**INFORMATION PROVIDED**.
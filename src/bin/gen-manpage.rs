//! Man page generator for booster
//!
//! Usage: cargo run --bin gen-manpage -- [output-dir]

use clap::CommandFactory;
use std::fs;
use std::path::PathBuf;

#[path = "../cli.rs"]
mod cli;

fn main() -> std::io::Result<()> {
    let args: Vec<String> = std::env::args().collect();

    // Default to ./man directory
    let output_dir = if args.len() > 1 {
        PathBuf::from(&args[1])
    } else {
        PathBuf::from("man")
    };

    fs::create_dir_all(&output_dir)?;

    let cmd = cli::Cli::command();
    let man = clap_mangen::Man::new(cmd);
    let mut buffer = Vec::new();
    man.render(&mut buffer)?;

    let output_path = output_dir.join("booster.1");
    fs::write(&output_path, buffer)?;
    println!("Generated {}", output_path.display());

    Ok(())
}
//! Emulated SPI NOR flash behind a mapped/direct controller

use booster_core::device::SpiFlash;
use booster_core::geometry::{ERASE_SECTOR_SIZE, PROGRAM_PAGE_SIZE};

/// Configuration for the dummy flash
#[derive(Debug, Clone)]
pub struct DummyConfig {
    /// Identity returned by `read_id`
    pub spi_id: u32,
    /// Flash size in bytes
    pub size: usize,
    /// Number of `is_busy` polls an erase or program stays busy for
    pub busy_polls: u32,
}

impl Default for DummyConfig {
    fn default() -> Self {
        Self {
            spi_id: 0x00C2_2016, // MX25R1635F
            size: 2 * 1024 * 1024,
            busy_polls: 0,
        }
    }
}

/// A flash operation, in the order it was issued
#[derive(Debug, Clone, PartialEq, Eq)]
pub enum FlashOp {
    /// Controller mode change
    SetDirect(bool),
    /// Sector erase at the given address
    Erase(u32),
    /// Page program of `len` bytes at `addr`
    Program {
        /// Start address
        addr: u32,
        /// Bytes programmed
        len: usize,
    },
    /// Identity read over direct access
    ReadId,
}

/// Misuse of the controller that real hardware would not tolerate
#[derive(Debug, Clone, PartialEq, Eq)]
pub enum Violation {
    /// A command was issued while an erase or program was in flight
    CommandWhileBusy(FlashOp),
    /// A direct-access command was issued while memory-mapped
    CommandWhileMapped(FlashOp),
    /// A memory-mapped read was issued in direct access mode
    MappedReadWhileDirect {
        /// Start address of the read
        addr: u32,
    },
    /// A memory-mapped read was issued while an erase or program ran
    MappedReadWhileBusy {
        /// Start address of the read
        addr: u32,
    },
    /// A program crossed a page boundary
    PageOverrun {
        /// Start address
        addr: u32,
        /// Bytes programmed
        len: usize,
    },
    /// An access ran past the end of the chip
    OutOfBounds {
        /// Start address
        addr: u32,
        /// Access length
        len: usize,
    },
}

/// Dummy flash controller
///
/// Emulates erase-to-0xFF and program-clears-bits semantics, a busy flag
/// and the controller's exclusive mapped/direct modes. The controller
/// starts memory-mapped, as it does out of reset.
#[derive(Debug)]
pub struct DummyFlash {
    config: DummyConfig,
    data: Vec<u8>,
    direct: bool,
    busy_remaining: u32,
    ops: Vec<FlashOp>,
    violations: Vec<Violation>,
}

impl DummyFlash {
    /// Create a new blank dummy flash with the given configuration
    pub fn new(config: DummyConfig) -> Self {
        let data = vec![0xFF; config.size];
        Self {
            config,
            data,
            direct: false,
            busy_remaining: 0,
            ops: Vec::new(),
            violations: Vec::new(),
        }
    }

    /// Create a dummy flash with pre-filled data
    pub fn with_data(config: DummyConfig, initial_data: &[u8]) -> Self {
        let mut flash = Self::new(config);
        let len = initial_data.len().min(flash.data.len());
        flash.data[..len].copy_from_slice(&initial_data[..len]);
        flash
    }

    /// Get a reference to the flash data
    pub fn data(&self) -> &[u8] {
        &self.data
    }

    /// Get a mutable reference to the flash data
    pub fn data_mut(&mut self) -> &mut [u8] {
        &mut self.data
    }

    /// Get the configuration
    pub fn config(&self) -> &DummyConfig {
        &self.config
    }

    /// Operations issued so far
    pub fn ops(&self) -> &[FlashOp] {
        &self.ops
    }

    /// Erase and program operations issued so far
    pub fn writes(&self) -> impl Iterator<Item = &FlashOp> + '_ {
        self.ops
            .iter()
            .filter(|op| matches!(op, FlashOp::Erase(_) | FlashOp::Program { .. }))
    }

    /// Controller misuse detected so far
    pub fn violations(&self) -> &[Violation] {
        &self.violations
    }

    /// Whether the controller is in direct access mode
    pub fn is_direct(&self) -> bool {
        self.direct
    }

    /// Forget recorded operations and violations
    pub fn clear_log(&mut self) {
        self.ops.clear();
        self.violations.clear();
    }

    fn violation(&mut self, violation: Violation) {
        log::error!("Dummy flash: {:?}", violation);
        self.violations.push(violation);
    }

    /// Record a direct-access command, checking mode and busy state
    fn command(&mut self, op: FlashOp) {
        if !self.direct {
            self.violation(Violation::CommandWhileMapped(op.clone()));
        }
        if self.busy_remaining > 0 {
            self.violation(Violation::CommandWhileBusy(op.clone()));
        }
        self.ops.push(op);
    }

    fn range(&mut self, addr: u32, len: usize) -> Option<core::ops::Range<usize>> {
        let start = addr as usize;
        match start.checked_add(len) {
            Some(end) if end <= self.data.len() => Some(start..end),
            _ => {
                self.violation(Violation::OutOfBounds { addr, len });
                None
            }
        }
    }
}

impl SpiFlash for DummyFlash {
    fn is_busy(&mut self) -> bool {
        if self.busy_remaining == 0 {
            return false;
        }
        self.busy_remaining -= 1;
        true
    }

    fn begin_erase(&mut self, addr: u32) {
        self.command(FlashOp::Erase(addr));
        let base = addr & !(ERASE_SECTOR_SIZE as u32 - 1);
        if let Some(range) = self.range(base, ERASE_SECTOR_SIZE) {
            self.data[range].fill(0xFF);
        }
        self.busy_remaining = self.config.busy_polls;
    }

    fn begin_write(&mut self, addr: u32, data: &[u8]) {
        self.command(FlashOp::Program {
            addr,
            len: data.len(),
        });
        let page_offset = addr as usize % PROGRAM_PAGE_SIZE;
        if page_offset + data.len() > PROGRAM_PAGE_SIZE {
            self.violation(Violation::PageOverrun {
                addr,
                len: data.len(),
            });
        }
        if let Some(range) = self.range(addr, data.len()) {
            // Flash programming: can only change 1 -> 0
            for (cell, byte) in self.data[range].iter_mut().zip(data) {
                *cell &= byte;
            }
        }
        self.busy_remaining = self.config.busy_polls;
    }

    fn read_id(&mut self) -> u32 {
        self.command(FlashOp::ReadId);
        if self.direct {
            self.config.spi_id
        } else {
            0xFFFF_FFFF
        }
    }

    fn set_direct_access(&mut self, enabled: bool) {
        self.ops.push(FlashOp::SetDirect(enabled));
        self.direct = enabled;
    }

    fn read_mapped(&mut self, addr: u32, buf: &mut [u8]) {
        if self.direct {
            self.violation(Violation::MappedReadWhileDirect { addr });
        }
        if self.busy_remaining > 0 {
            self.violation(Violation::MappedReadWhileBusy { addr });
        }
        if let Some(range) = self.range(addr, buf.len()) {
            buf.copy_from_slice(&self.data[range]);
        }
    }
}
//! Update state machine
//!
//! Orchestrates one update run:
//!
//! ```text
//! WaitForTrigger -> ValidateSize -> ValidateHash -> CopyToRam
//!   -> ValidateHeader -> PatchHeader -> SwitchToDirectMode
//!   -> VerifyIdentity -> DifferentialRewrite -> Finalize -> Rebooted
//! ```
//!
//! Any validation failure moves to the terminal `Error` stage instead. No
//! flash command is issued before every validation gate has passed.

mod context;
mod machine;

pub use context::{Gates, Stage, UpdateContext, UpdateReport};
pub use machine::UpdateStateMachine;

**WORK INSTRUCTION**.
Every piece of the data is to be set down again exactly.

**REPLY**.
filename src/bin/gen-manpage.rs
//! Man page generator for booster
//!
//! Usage: cargo run --bin gen-manpage -- [output-dir]

use clap::CommandFactory;
use std::fs;
use std::path::PathBuf;

#[path = "../cli.rs"]
mod cli;

fn main() -> std::io::Result<()> {
    let args: Vec<String> = std::env::args().collect();

    // Default to ./man directory
    let output_dir = if args.len() > 1 {
        PathBuf::from(&args[1])
    } else {
        PathBuf::from("man")
    };

    fs::create_dir_all(&output_dir)?;

    let cmd = cli::Cli::command();
    let man = clap_mangen::Man::new(cmd);
    let mut buffer = Vec::new();
    man.render(&mut buffer)?;

    let output_path = output_dir.join("booster.1");
    fs::write(&output_path, buffer)?;
    println!("Generated {}", output_path.display());

    Ok(())
}
//! Emulated SPI NOR flash behind a mapped/direct controller

use booster_core::device::SpiFlash;
use booster_core::geometry::{ERASE_SECTOR_SIZE, PROGRAM_PAGE_SIZE};

/// Configuration for the dummy flash
#[derive(Debug, Clone)]
pub struct DummyConfig {
    /// Identity returned by `read_id`
    pub spi_id: u32,
    /// Flash size in bytes
    pub size: usize,
    /// Number of `is_busy` polls an erase or program stays busy for
    pub busy_polls: u32,
}

impl Default for DummyConfig {
    fn default() -> Self {
        Self {
            spi_id: 0x00C2_2016, // MX25R1635F
            size: 2 * 1024 * 1024,
            busy_polls: 0,
        }
    }
}

/// A flash operation, in the order it was issued
#[derive(Debug, Clone, PartialEq, Eq)]
pub enum FlashOp {
    /// Controller mode change
    SetDirect(bool),
    /// Sector erase at the given address
    Erase(u32),
    /// Page program of `len` bytes at `addr`
    Program {
        /// Start address
        addr: u32,
        /// Bytes programmed
        len: usize,
    },
    /// Identity read over direct access
    ReadId,
}

/// Misuse of the controller that real hardware would not tolerate
#[derive(Debug, Clone, PartialEq, Eq)]
pub enum Violation {
    /// A command was issued while an erase or program was in flight
    CommandWhileBusy(FlashOp),
    /// A direct-access command was issued while memory-mapped
    CommandWhileMapped(FlashOp),
    /// A memory-mapped read was issued in direct access mode
    MappedReadWhileDirect {
        /// Start address of the read
        addr: u32,
    },
    /// A memory-mapped read was issued while an erase or program ran
    MappedReadWhileBusy {
        /// Start address of the read
        addr: u32,
    },
    /// A program crossed a page boundary
    PageOverrun {
        /// Start address
        addr: u32,
        /// Bytes programmed
        len: usize,
    },
    /// An access ran past the end of the chip
    OutOfBounds {
        /// Start address
        addr: u32,
        /// Access length
        len: usize,
    },
}

/// Dummy flash controller
///
/// Emulates erase-to-0xFF and program-clears-bits semantics, a busy flag
/// and the controller's exclusive mapped/direct modes. The controller
/// starts memory-mapped, as it does out of reset.
#[derive(Debug)]
pub struct DummyFlash {
    config: DummyConfig,
    data: Vec<u8>,
    direct: bool,
    busy_remaining: u32,
    ops: Vec<FlashOp>,
    violations: Vec<Violation>,
}

impl DummyFlash {
    /// Create a new blank dummy flash with the given configuration
    pub fn new(config: DummyConfig) -> Self {
        let data = vec![0xFF; config.size];
        Self {
            config,
            data,
            direct: false,
            busy_remaining: 0,
            ops: Vec::new(),
            violations: Vec::new(),
        }
    }

    /// Create a dummy flash with pre-filled data
    pub fn with_data(config: DummyConfig, initial_data: &[u8]) -> Self {
        let mut flash = Self::new(config);
        let len = initial_data.len().min(flash.data.len());
        flash.data[..len].copy_from_slice(&initial_data[..len]);
        flash
    }

    /// Get a reference to the flash data
    pub fn data(&self) -> &[u8] {
        &self.data
    }

    /// Get a mutable reference to the flash data
    pub fn data_mut(&mut self) -> &mut [u8] {
        &mut self.data
    }

    /// Get the configuration
    pub fn config(&self) -> &DummyConfig {
        &self.config
    }

    /// Operations issued so far
    pub fn ops(&self) -> &[FlashOp] {
        &self.ops
    }

    /// Erase and program operations issued so far
    pub fn writes(&self) -> impl Iterator<Item = &FlashOp> + '_ {
        self.ops
            .iter()
            .filter(|op| matches!(op, FlashOp::Erase(_) | FlashOp::Program { .. }))
    }

    /// Controller misuse detected so far
    pub fn violations(&self) -> &[Violation] {
        &self.violations
    }

    /// Whether the controller is in direct access mode
    pub fn is_direct(&self) -> bool {
        self.direct
    }

    /// Forget recorded operations and violations
    pub fn clear_log(&mut self) {
        self.ops.clear();
        self.violations.clear();
    }

    fn violation(&mut self, violation: Violation) {
        log::error!("Dummy flash: {:?}", violation);
        self.violations.push(violation);
    }

    /// Record a direct-access command, checking mode and busy state
    fn command(&mut self, op: FlashOp) {
        if !self.direct {
            self.violation(Violation::CommandWhileMapped(op.clone()));
        }
        if self.busy_remaining > 0 {
            self.violation(Violation::CommandWhileBusy(op.clone()));
        }
        self.ops.push(op);
    }

    fn range(&mut self, addr: u32, len: usize) -> Option<core::ops::Range<usize>> {
        let start = addr as usize;
        match start.checked_add(len) {
            Some(end) if end <= self.data.len() => Some(start..end),
            _ => {
                self.violation(Violation::OutOfBounds { addr, len });
                None
            }
        }
    }
}

impl SpiFlash for DummyFlash {
    fn is_busy(&mut self) -> bool {
        if self.busy_remaining == 0 {
            return false;
        }
        self.busy_remaining -= 1;
        true
    }

    fn begin_erase(&mut self, addr: u32) {
        self.command(FlashOp::Erase(addr));
        let base = addr & !(ERASE_SECTOR_SIZE as u32 - 1);
        if let Some(range) = self.range(base, ERASE_SECTOR_SIZE) {
            self.data[range].fill(0xFF);
        }
        self.busy_remaining = self.config.busy_polls;
    }

    fn begin_write(&mut self, addr: u32, data: &[u8]) {
        self.command(FlashOp::Program {
            addr,
            len: data.len(),
        });
        let page_offset = addr as usize % PROGRAM_PAGE_SIZE;
        if page_offset + data.len() > PROGRAM_PAGE_SIZE {
            self.violation(Violation::PageOverrun {
                addr,
                len: data.len(),
            });
        }
        if let Some(range) = self.range(addr, data.len()) {
            // Flash programming: can only change 1 -> 0
            for (cell, byte) in self.data[range].iter_mut().zip(data) {
                *cell &= byte;
            }
        }
        self.busy_remaining = self.config.busy_polls;
    }

    fn read_id(&mut self) -> u32 {
        self.command(FlashOp::ReadId);
        if self.direct {
            self.config.spi_id
        } else {
            0xFFFF_FFFF
        }
    }

    fn set_direct_access(&mut self, enabled: bool) {
        self.ops.push(FlashOp::SetDirect(enabled));
        self.direct = enabled;
    }

    fn read_mapped(&mut self, addr: u32, buf: &mut [u8]) {
        if self.direct {
            self.violation(Violation::MappedReadWhileDirect { addr });
        }
        if self.busy_remaining > 0 {
            self.violation(Violation::MappedReadWhileBusy { addr });
        }
        if let Some(range) = self.range(addr, buf.len()) {
            buf.copy_from_slice(&self.data[range]);
        }
    }
}
//! Update state machine
//!
//! Orchestrates one update run:
//!
//! ```text
//! WaitForTrigger -> ValidateSize -> ValidateHash -> CopyToRam
//!   -> ValidateHeader -> PatchHeader -> SwitchToDirectMode
//!   -> VerifyIdentity -> DifferentialRewrite -> Finalize -> Rebooted
//! ```
//!
//! Any validation failure moves to the terminal `Error` stage instead. No
//! flash command is issued before every validation gate has passed.

mod context;
mod machine;

pub use context::{Gates, Stage, UpdateContext, UpdateReport};
pub use machine::UpdateStateMachine;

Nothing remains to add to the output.